(GOAL OF THE EXERCISE):
The lines from the top of the data down to the line with "use crate::storage::Storage;" should be repeated exactly, both ends included.

Collected data
########

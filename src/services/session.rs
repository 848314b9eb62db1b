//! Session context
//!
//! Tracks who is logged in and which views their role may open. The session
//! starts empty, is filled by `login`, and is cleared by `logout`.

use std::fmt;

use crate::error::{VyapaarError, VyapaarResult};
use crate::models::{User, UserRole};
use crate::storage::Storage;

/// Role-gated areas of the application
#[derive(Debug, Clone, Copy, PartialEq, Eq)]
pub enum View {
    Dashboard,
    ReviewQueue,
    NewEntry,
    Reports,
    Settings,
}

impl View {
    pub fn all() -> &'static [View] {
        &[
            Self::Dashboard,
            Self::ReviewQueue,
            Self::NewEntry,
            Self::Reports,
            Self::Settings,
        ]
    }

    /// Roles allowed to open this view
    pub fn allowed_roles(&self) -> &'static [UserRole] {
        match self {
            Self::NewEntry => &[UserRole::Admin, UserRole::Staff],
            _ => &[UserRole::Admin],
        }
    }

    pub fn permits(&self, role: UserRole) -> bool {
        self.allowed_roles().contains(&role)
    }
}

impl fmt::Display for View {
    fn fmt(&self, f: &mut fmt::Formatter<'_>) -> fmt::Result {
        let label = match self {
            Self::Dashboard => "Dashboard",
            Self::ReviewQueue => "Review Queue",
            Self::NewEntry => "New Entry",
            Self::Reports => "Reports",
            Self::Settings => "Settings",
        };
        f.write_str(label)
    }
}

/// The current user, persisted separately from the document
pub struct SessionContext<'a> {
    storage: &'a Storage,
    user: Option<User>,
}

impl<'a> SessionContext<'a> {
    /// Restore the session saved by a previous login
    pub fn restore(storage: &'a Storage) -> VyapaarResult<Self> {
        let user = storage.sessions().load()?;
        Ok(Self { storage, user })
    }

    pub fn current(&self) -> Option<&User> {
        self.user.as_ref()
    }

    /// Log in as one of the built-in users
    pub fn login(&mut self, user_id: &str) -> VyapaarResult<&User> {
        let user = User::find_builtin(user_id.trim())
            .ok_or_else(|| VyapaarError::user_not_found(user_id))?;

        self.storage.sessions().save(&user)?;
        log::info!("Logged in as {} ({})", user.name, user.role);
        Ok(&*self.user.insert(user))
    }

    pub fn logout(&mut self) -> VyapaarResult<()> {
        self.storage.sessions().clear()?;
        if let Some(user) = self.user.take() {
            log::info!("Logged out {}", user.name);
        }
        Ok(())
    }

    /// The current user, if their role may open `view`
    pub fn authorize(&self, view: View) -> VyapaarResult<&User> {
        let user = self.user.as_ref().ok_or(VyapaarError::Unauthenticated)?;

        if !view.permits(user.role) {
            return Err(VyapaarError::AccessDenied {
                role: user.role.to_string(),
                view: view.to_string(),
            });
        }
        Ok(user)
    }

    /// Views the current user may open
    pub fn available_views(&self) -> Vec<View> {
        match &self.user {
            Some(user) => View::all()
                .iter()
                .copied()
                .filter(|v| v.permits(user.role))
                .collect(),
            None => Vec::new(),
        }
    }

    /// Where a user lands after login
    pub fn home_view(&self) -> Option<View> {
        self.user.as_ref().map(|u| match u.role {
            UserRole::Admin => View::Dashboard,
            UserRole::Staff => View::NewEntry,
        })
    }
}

########

(ANSWER TO THIS EXERCISE):
filename src/services/session.rs
repository 848314b9eb62db1b
//! Session context
//!
//! Tracks who is logged in and which views their role may open. The session
//! starts empty, is filled by `login`, and is cleared by `logout`.

use std::fmt;

use crate::error::{VyapaarError, VyapaarResult};
use crate::models::{User, UserRole};
use crate::storage::Storage;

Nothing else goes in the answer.